* **Dataset extract**:
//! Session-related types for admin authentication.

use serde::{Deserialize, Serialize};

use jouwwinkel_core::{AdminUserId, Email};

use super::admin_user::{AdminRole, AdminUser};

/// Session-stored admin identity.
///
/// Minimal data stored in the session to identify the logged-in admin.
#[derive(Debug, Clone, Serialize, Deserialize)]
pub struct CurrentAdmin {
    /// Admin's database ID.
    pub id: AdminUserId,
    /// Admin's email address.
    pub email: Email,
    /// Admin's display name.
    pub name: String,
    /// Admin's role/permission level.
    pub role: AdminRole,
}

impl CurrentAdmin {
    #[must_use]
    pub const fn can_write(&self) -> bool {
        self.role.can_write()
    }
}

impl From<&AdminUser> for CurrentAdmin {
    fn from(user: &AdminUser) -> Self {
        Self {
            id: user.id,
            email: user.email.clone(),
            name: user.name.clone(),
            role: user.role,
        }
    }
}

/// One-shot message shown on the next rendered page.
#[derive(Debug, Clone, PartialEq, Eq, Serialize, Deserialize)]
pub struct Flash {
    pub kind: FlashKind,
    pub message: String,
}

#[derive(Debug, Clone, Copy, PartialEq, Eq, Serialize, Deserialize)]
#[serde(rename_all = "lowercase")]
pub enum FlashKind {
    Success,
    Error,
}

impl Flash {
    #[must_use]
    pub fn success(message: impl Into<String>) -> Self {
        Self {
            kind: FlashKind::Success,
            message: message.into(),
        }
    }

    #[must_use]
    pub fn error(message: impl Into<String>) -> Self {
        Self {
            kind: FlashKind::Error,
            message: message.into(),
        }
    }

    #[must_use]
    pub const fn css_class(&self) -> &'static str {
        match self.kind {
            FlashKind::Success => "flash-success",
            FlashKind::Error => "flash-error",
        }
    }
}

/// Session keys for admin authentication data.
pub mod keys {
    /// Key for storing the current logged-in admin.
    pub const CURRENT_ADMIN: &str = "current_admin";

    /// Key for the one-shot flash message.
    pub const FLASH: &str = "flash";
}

* * *

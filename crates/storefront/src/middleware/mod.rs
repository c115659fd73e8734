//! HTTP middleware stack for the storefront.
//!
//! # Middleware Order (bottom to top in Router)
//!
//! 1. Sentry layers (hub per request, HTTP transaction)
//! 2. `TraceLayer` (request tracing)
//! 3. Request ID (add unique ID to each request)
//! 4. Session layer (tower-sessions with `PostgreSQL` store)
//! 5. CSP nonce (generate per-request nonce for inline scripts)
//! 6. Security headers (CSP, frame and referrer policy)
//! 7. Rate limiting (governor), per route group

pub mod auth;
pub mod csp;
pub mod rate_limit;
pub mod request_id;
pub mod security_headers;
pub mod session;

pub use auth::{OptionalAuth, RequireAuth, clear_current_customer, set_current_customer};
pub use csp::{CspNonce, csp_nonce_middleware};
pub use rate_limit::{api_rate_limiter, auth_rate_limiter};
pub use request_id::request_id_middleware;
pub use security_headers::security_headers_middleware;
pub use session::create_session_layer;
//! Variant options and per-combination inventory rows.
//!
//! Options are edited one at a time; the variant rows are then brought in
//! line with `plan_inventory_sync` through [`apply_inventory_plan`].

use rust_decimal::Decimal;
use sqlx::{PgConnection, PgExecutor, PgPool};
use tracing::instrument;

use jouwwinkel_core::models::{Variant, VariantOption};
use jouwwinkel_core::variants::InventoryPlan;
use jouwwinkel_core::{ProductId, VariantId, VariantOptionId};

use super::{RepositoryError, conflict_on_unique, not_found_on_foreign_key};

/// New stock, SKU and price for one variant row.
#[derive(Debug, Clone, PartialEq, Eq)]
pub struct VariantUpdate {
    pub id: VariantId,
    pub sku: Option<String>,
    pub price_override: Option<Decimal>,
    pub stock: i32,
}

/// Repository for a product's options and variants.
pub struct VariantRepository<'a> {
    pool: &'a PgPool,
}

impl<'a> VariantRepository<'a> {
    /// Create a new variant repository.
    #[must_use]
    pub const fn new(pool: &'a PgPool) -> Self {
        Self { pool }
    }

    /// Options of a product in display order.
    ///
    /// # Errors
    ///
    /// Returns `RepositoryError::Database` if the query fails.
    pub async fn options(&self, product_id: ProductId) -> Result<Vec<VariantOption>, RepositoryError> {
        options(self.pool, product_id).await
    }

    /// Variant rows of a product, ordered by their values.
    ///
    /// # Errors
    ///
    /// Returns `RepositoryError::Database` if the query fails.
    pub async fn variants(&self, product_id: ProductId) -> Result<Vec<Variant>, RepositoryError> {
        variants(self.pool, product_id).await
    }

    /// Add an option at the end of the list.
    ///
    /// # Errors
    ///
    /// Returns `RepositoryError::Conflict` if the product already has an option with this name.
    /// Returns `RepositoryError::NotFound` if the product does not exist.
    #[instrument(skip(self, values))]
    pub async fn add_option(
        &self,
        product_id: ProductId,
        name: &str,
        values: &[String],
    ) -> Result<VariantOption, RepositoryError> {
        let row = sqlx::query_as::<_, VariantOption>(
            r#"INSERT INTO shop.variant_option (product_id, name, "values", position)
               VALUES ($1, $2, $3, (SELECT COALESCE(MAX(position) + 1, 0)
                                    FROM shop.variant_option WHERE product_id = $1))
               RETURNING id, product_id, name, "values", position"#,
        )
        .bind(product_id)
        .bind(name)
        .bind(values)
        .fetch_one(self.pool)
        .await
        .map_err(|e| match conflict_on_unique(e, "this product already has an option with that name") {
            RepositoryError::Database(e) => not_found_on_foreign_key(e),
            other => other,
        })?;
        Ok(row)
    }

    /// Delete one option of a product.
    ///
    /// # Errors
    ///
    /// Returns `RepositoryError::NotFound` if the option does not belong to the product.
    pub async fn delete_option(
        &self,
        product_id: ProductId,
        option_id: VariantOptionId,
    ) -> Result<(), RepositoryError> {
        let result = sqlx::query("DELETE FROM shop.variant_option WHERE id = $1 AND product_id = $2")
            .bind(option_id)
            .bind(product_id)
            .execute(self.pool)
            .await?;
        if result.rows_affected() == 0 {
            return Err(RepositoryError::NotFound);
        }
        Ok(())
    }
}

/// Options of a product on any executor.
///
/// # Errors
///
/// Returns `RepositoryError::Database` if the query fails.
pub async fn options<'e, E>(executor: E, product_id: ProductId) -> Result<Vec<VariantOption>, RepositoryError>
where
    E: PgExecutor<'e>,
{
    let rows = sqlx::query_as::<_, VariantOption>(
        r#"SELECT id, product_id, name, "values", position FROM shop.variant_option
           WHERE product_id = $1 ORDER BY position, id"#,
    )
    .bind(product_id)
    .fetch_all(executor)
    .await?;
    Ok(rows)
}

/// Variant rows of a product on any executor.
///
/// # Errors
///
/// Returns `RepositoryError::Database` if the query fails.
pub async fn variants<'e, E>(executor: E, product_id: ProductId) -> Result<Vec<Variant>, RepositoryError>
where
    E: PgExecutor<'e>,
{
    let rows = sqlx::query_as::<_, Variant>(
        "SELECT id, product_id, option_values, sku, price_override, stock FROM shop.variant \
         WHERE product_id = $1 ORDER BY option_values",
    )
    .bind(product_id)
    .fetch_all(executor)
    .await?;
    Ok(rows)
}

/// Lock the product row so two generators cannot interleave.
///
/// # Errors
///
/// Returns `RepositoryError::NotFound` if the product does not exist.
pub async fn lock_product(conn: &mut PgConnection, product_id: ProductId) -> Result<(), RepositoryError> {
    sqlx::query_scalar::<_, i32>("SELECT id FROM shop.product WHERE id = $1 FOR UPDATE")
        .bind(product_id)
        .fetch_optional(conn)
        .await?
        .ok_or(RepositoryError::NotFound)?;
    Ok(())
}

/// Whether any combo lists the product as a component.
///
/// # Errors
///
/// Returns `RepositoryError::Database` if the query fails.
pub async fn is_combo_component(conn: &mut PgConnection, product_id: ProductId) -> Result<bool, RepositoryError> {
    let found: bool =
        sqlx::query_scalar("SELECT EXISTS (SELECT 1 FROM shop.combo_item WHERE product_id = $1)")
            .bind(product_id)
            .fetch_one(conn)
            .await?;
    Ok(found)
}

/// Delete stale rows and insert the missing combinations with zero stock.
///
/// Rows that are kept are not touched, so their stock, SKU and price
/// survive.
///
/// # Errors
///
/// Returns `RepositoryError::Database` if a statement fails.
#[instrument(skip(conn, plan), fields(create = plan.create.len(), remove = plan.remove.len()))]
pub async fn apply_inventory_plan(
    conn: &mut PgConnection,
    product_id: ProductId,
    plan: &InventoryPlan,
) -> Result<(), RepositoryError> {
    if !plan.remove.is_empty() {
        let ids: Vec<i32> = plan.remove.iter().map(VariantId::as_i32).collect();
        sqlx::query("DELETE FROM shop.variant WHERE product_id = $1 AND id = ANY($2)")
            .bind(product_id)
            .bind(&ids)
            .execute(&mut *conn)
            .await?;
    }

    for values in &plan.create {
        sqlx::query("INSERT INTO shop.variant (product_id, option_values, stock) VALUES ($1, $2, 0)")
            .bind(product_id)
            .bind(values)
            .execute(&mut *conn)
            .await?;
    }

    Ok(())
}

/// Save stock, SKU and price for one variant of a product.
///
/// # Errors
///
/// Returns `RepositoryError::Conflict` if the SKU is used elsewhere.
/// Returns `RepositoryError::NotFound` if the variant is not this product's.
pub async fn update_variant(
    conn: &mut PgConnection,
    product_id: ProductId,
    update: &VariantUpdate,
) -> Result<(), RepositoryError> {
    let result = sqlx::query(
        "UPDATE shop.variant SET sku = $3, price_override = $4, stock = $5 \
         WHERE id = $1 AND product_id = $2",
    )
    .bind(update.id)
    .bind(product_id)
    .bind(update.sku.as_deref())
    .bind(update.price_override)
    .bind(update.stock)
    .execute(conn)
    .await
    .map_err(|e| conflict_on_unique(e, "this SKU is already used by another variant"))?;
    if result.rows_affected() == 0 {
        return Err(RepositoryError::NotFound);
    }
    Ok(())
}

==

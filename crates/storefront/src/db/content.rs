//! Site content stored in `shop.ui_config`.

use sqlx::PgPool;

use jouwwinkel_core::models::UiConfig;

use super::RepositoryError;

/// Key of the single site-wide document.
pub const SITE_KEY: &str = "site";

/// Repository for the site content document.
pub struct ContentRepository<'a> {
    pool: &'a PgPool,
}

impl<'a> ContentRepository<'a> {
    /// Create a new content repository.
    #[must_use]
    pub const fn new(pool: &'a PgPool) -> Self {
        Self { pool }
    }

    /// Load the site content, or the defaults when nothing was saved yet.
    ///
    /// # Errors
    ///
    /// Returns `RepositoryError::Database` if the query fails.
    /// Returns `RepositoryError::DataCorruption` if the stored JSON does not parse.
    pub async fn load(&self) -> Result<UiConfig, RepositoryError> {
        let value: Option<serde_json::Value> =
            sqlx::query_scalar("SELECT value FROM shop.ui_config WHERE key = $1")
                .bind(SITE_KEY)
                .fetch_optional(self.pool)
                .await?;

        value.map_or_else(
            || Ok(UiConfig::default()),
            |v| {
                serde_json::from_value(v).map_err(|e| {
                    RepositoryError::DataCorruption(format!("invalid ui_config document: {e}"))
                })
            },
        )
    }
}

* **Your goal**:
Only the lines above starting with the one with "for admin authentication." and going through the one with "Admin's role/permission level." are to be copied, word for word and with both ends kept.

* **Reply**:
//! Session-related types for admin authentication.

use serde::{Deserialize, Serialize};

use jouwwinkel_core::{AdminUserId, Email};

use super::admin_user::{AdminRole, AdminUser};

/// Session-stored admin identity.
///
/// Minimal data stored in the session to identify the logged-in admin.
#[derive(Debug, Clone, Serialize, Deserialize)]
pub struct CurrentAdmin {
    /// Admin's database ID.
    pub id: AdminUserId,
    /// Admin's email address.
    pub email: Email,
    /// Admin's display name.
    pub name: String,
    /// Admin's role/permission level.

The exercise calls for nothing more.